> Try it: Give every line from the entries that contains "FileReport".

====================

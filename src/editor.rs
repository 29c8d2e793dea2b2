/// 编辑器层模块
///
/// 该模块提供单个项目文件的修改能力。
/// 遵循"修改-保存分离"原则：修改只作用于内存中的文档，由编辑器决定是否写回。
///
/// # 架构设计
///
/// - **mutator**: 文档修改策略（找到则全部更新，否则在第一个锚点后插入）
/// - **project_editor**: 单文件处理流程（加载、修改、按需写回、输出状态）
///
/// # 使用示例
///
/// ```rust,ignore
/// use msbuild_editor::{ElementUpdater, ProjectDocument};
///
/// let mut document = ProjectDocument::parse(bytes)?;
/// let outcome = ElementUpdater::lang_version().apply(&mut document, "8.0");
/// println!("修改了 {} 处", outcome.change_count());
/// ```
pub mod mutator;
pub mod project_editor;

// === 导出公共接口 ===
pub use mutator::{ElementUpdater, MutationOutcome};
pub use project_editor::{FileReport, ProjectEditor};
/// 项目文件编辑器模块
///
/// 处理单个项目文件：加载 → 修改 → 按需写回 → 输出状态行。
/// 遵循"修改-保存分离"原则：修改只发生在内存中的文档上，
/// 只有修改次数大于 0（且写入策略允许）时才写回原路径。

use std::path::{Path, PathBuf};
use serde::Serialize;
use crate::config::WritePolicy;
use crate::document::ProjectDocument;
use crate::io::{ProjectReader, ProjectWriter};
use crate::report::Reporter;
use crate::utils::{display_name, EditorError};
use super::mutator::{ElementUpdater, MutationOutcome};

/// 单个文件的处理结果
#[derive(Debug, Clone, PartialEq, Eq, Serialize)]
pub struct FileReport {
    pub path: PathBuf,
    pub outcome: MutationOutcome,
    pub change_count: usize,
    /// 是否已写回磁盘
    pub persisted: bool,
}

/// 项目文件编辑器
///
/// # 核心特性
/// - **无状态**: 每次 `process` 独占一个文档，可在多个工作线程间共享
/// - **可注入**: 读写通过 `ProjectReader`/`ProjectWriter`，测试时可替换
///
/// # 使用示例
///
/// ```rust,ignore
/// use msbuild_editor::{ProjectEditor, ConsoleReporter};
/// use msbuild_editor::io::{FsProjectReader, FsProjectWriter};
///
/// let editor = ProjectEditor::new(FsProjectReader, FsProjectWriter);
/// let report = editor.process(Path::new("App.csproj"), "8.0", &ConsoleReporter::default())?;
/// println!("修改了 {} 处", report.change_count);
/// ```
#[derive(Debug, Clone)]
pub struct ProjectEditor<R, W> {
    reader: R,
    writer: W,
    updater: ElementUpdater,
    write_policy: WritePolicy,
    save_requested: bool,
}

impl<R: ProjectReader, W: ProjectWriter> ProjectEditor<R, W> {
    /// 创建编辑器（默认设置 `LangVersion`，总是写回有修改的文件）
    pub fn new(reader: R, writer: W) -> Self {
        Self {
            reader,
            writer,
            updater: ElementUpdater::lang_version(),
            write_policy: WritePolicy::Always,
            save_requested: false,
        }
    }

    pub fn with_updater(mut self, updater: ElementUpdater) -> Self {
        self.updater = updater;
        self
    }

    /// 设置写入策略以及是否传入了 `/save`
    pub fn with_write_policy(mut self, policy: WritePolicy, save_requested: bool) -> Self {
        self.write_policy = policy;
        self.save_requested = save_requested;
        self
    }

    pub fn updater(&self) -> &ElementUpdater {
        &self.updater
    }

    /// 加载并解析文档（命名空间在此时解析一次）
    pub fn load(&self, path: &Path) -> Result<ProjectDocument, EditorError> {
        let bytes = self.reader.read(path).map_err(|source| EditorError::Read {
            path: path.to_path_buf(),
            source,
        })?;

        let document = ProjectDocument::parse(&bytes).map_err(|source| EditorError::Parse {
            path: path.to_path_buf(),
            source,
        })?;

        tracing::debug!(
            path = %path.display(),
            namespace = document.namespace().unwrap_or("<none>"),
            "loaded project file"
        );
        Ok(document)
    }

    /// 保存文档到指定路径
    pub fn save(&self, document: &ProjectDocument, path: &Path) -> Result<(), EditorError> {
        let bytes = document.to_bytes().map_err(|e| EditorError::Serialize {
            path: path.to_path_buf(),
            message: e.to_string(),
        })?;

        self.writer.write(path, &bytes).map_err(|source| EditorError::Persist {
            path: path.to_path_buf(),
            source,
        })
    }

    /// 处理单个项目文件
    ///
    /// # 参数
    /// * `path` - 项目文件路径
    /// * `value` - 要设置的值
    /// * `reporter` - 状态输出
    ///
    /// # 返回
    /// 返回该文件的处理结果；解析或写入失败时返回携带路径的错误
    pub fn process(
        &self,
        path: &Path,
        value: &str,
        reporter: &dyn Reporter,
    ) -> Result<FileReport, EditorError> {
        let name = display_name(path);
        let mut document = self.load(path)?;

        let outcome = self.updater.apply(&mut document, value);
        let change_count = outcome.change_count();

        if outcome == MutationOutcome::NoTarget {
            reporter.warn(&format!(
                "Could not set {} for project file {}",
                self.updater.target(),
                name
            ));
        }

        let persisted = change_count > 0 && self.write_policy.allows(self.save_requested);
        if persisted {
            self.save(&document, path)?;
        }

        tracing::debug!(path = %path.display(), ?outcome, persisted, "processed project file");

        if change_count > 0 {
            let suffix = if persisted { "" } else { " (not saved)" };
            reporter.info(&format!(
                "Number of changes for project file {}: {}{}",
                name, change_count, suffix
            ));
        } else {
            reporter.info(&format!("No changes for project file {}", name));
        }

        Ok(FileReport {
            path: path.to_path_buf(),
            outcome,
            change_count,
            persisted,
        })
    }
}

#[cfg(test)]
mod tests {
    use super::*;
    use crate::report::MemoryReporter;
    use std::collections::HashMap;
    use std::sync::Mutex;

    /// 内存文件系统
    #[derive(Default)]
    struct MemoryFs {
        files: Mutex<HashMap<PathBuf, Vec<u8>>>,
        writes: Mutex<Vec<PathBuf>>,
    }

    impl MemoryFs {
        fn with_file(path: &str, content: &str) -> Self {
            let fs = Self::default();
            fs.files
                .lock()
                .unwrap()
                .insert(PathBuf::from(path), content.as_bytes().to_vec());
            fs
        }

        fn content(&self, path: &str) -> String {
            let files = self.files.lock().unwrap();
            String::from_utf8(files[Path::new(path)].clone()).unwrap()
        }

        fn write_count(&self) -> usize {
            self.writes.lock().unwrap().len()
        }
    }

    impl ProjectReader for MemoryFs {
        fn read(&self, path: &Path) -> std::io::Result<Vec<u8>> {
            self.files
                .lock()
                .unwrap()
                .get(path)
                .cloned()
                .ok_or_else(|| std::io::Error::new(std::io::ErrorKind::NotFound, "missing"))
        }
    }

    impl ProjectWriter for MemoryFs {
        fn write(&self, path: &Path, bytes: &[u8]) -> std::io::Result<()> {
            self.writes.lock().unwrap().push(path.to_path_buf());
            self.files
                .lock()
                .unwrap()
                .insert(path.to_path_buf(), bytes.to_vec());
            Ok(())
        }
    }

    struct ReadOnlyWriter;

    impl ProjectWriter for ReadOnlyWriter {
        fn write(&self, _path: &Path, _bytes: &[u8]) -> std::io::Result<()> {
            Err(std::io::Error::new(std::io::ErrorKind::PermissionDenied, "read-only"))
        }
    }

    const UPDATE_XML: &str =
        "<Project><PropertyGroup><LangVersion>7.3</LangVersion></PropertyGroup></Project>";

    #[test]
    fn test_update_is_persisted() {
        let fs = MemoryFs::with_file("App.csproj", UPDATE_XML);
        let editor = ProjectEditor::new(&fs, &fs);
        let reporter = MemoryReporter::new();

        let report = editor.process(Path::new("App.csproj"), "8.0", &reporter).unwrap();

        assert_eq!(report.change_count, 1);
        assert!(report.persisted);
        assert_eq!(fs.write_count(), 1);
        assert!(fs.content("App.csproj").contains("<LangVersion>8.0</LangVersion>"));
        assert_eq!(
            reporter.messages(),
            vec!["Number of changes for project file App.csproj: 1"]
        );
    }

    #[test]
    fn test_no_target_is_not_persisted() {
        let original = "<Project><PropertyGroup><TargetFramework>net8.0</TargetFramework></PropertyGroup></Project>";
        let fs = MemoryFs::with_file("Lib.csproj", original);
        let editor = ProjectEditor::new(&fs, &fs);
        let reporter = MemoryReporter::new();

        let report = editor.process(Path::new("Lib.csproj"), "8.0", &reporter).unwrap();

        assert_eq!(report.outcome, MutationOutcome::NoTarget);
        assert_eq!(report.change_count, 0);
        assert!(!report.persisted);
        assert_eq!(fs.write_count(), 0);
        assert_eq!(fs.content("Lib.csproj"), original);
        assert_eq!(
            reporter.warnings(),
            vec!["Could not set LangVersion for project file Lib.csproj"]
        );
        assert!(reporter.contains("No changes for project file Lib.csproj"));
    }

    #[test]
    fn test_parse_failure_carries_path() {
        let fs = MemoryFs::with_file("Broken.csproj", "<Project><PropertyGroup></Project>");
        let editor = ProjectEditor::new(&fs, &fs);

        let err = editor
            .process(Path::new("Broken.csproj"), "8.0", &MemoryReporter::new())
            .unwrap_err();

        assert!(matches!(err, EditorError::Parse { .. }));
        assert_eq!(err.path(), Some(Path::new("Broken.csproj")));
    }

    #[test]
    fn test_persist_failure() {
        let fs = MemoryFs::with_file("App.csproj", UPDATE_XML);
        let editor = ProjectEditor::new(&fs, ReadOnlyWriter);

        let err = editor
            .process(Path::new("App.csproj"), "8.0", &MemoryReporter::new())
            .unwrap_err();

        assert!(matches!(err, EditorError::Persist { .. }));
    }

    #[test]
    fn test_strict_policy_without_save_flag_skips_write() {
        let fs = MemoryFs::with_file("App.csproj", UPDATE_XML);
        let editor = ProjectEditor::new(&fs, &fs).with_write_policy(WritePolicy::RequireSaveFlag, false);
        let reporter = MemoryReporter::new();

        let report = editor.process(Path::new("App.csproj"), "8.0", &reporter).unwrap();

        assert_eq!(report.change_count, 1);
        assert!(!report.persisted);
        assert_eq!(fs.write_count(), 0);
        assert!(reporter.contains("(not saved)"));
    }

    #[test]
    fn test_strict_policy_with_save_flag_writes() {
        let fs = MemoryFs::with_file("App.csproj", UPDATE_XML);
        let editor = ProjectEditor::new(&fs, &fs).with_write_policy(WritePolicy::RequireSaveFlag, true);

        let report = editor
            .process(Path::new("App.csproj"), "8.0", &MemoryReporter::new())
            .unwrap();

        assert!(report.persisted);
        assert_eq!(fs.write_count(), 1);
    }
}
/// 项目文件 IO 实现
///
/// 提供基于文件系统的默认读写实现
use std::path::Path;
use super::traits::{ProjectReader, ProjectWriter};

/// 默认的项目文件读取器（基于 std::fs）
#[derive(Debug, Clone, Copy, Default)]
pub struct FsProjectReader;

impl ProjectReader for FsProjectReader {
    fn read(&self, path: &Path) -> std::io::Result<Vec<u8>> {
        std::fs::read(path)
    }
}

/// 默认的项目文件写入器（基于 std::fs）
///
/// 原地覆盖，不创建备份
#[derive(Debug, Clone, Copy, Default)]
pub struct FsProjectWriter;

impl ProjectWriter for FsProjectWriter {
    fn write(&self, path: &Path, bytes: &[u8]) -> std::io::Result<()> {
        std::fs::write(path, bytes)
    }
}
/// IO 抽象层模块
///
/// 该模块提供了项目文件读写的抽象接口，遵循依赖倒置原则。
/// 编辑逻辑只依赖 trait，测试中可替换为内存实现或计数实现。
///
/// # 架构设计
///
/// - **traits**: 定义 ProjectReader/ProjectWriter trait 接口
/// - **project_io**: 基于文件系统的默认实现
///
/// # 使用示例
///
/// ```rust,ignore
/// use msbuild_editor::io::{FsProjectReader, ProjectReader};
///
/// let reader = FsProjectReader;
/// let bytes = reader.read(Path::new("App.csproj"))?;
/// ```
pub mod traits;
pub mod project_io;

// === 导出 trait 定义 ===
pub use traits::{ProjectReader, ProjectWriter};

// === 导出默认实现 ===
pub use project_io::{FsProjectReader, FsProjectWriter};
//! Label table pre-pass
//!
//! Labels are indexed before every run because edits to the source
//! invalidate previously recorded line indices.

use crate::walle::error::{Error, Result};
use crate::walle::lexer::{Lexer, TokenKind};
use std::collections::HashMap;

/// Mapping from label name (case-insensitive) to 0-based line index.
#[derive(Clone, Debug, Default)]
pub struct LabelTable {
    targets: HashMap<String, usize>,
}

impl LabelTable {
    /// Scan all source lines and register every line that consists solely
    /// of an identifier followed by `:`. A repeated name is a NameError.
    ///
    /// Lines that fail to lex are skipped here; the executor reports them
    /// when (and if) they are reached.
    pub fn build(lines: &[String]) -> Result<Self> {
        let mut table = LabelTable::default();

        for (index, line) in lines.iter().enumerate() {
            let trimmed = line.trim();
            if trimmed.is_empty() || trimmed.starts_with("//") {
                continue;
            }

            let tokens = match Lexer::for_line(trimmed, index).tokenize() {
                Ok(tokens) => tokens,
                Err(_) => continue,
            };

            if let [first, rest @ ..] = tokens.as_slice() {
                if let TokenKind::Label(name) = &first.kind {
                    if rest.len() == 1 && rest[0].kind == TokenKind::Eof {
                        let key = name.to_lowercase();
                        if table.targets.insert(key, index).is_some() {
                            return Err(Error::name(
                                index,
                                format!("duplicate label '{}'", name),
                            ));
                        }
                    }
                }
            }
        }

        Ok(table)
    }

    /// Look up a jump target by name, case-insensitively.
    pub fn lookup(&self, name: &str) -> Option<usize> {
        self.targets.get(&name.to_lowercase()).copied()
    }

    pub fn len(&self) -> usize {
        self.targets.len()
    }

    pub fn is_empty(&self) -> bool {
        self.targets.is_empty()
    }
}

====================

> Your response:
pub use project_editor::{FileReport, ProjectEditor};
pub struct FileReport {
    ) -> Result<FileReport, EditorError> {
        Ok(FileReport {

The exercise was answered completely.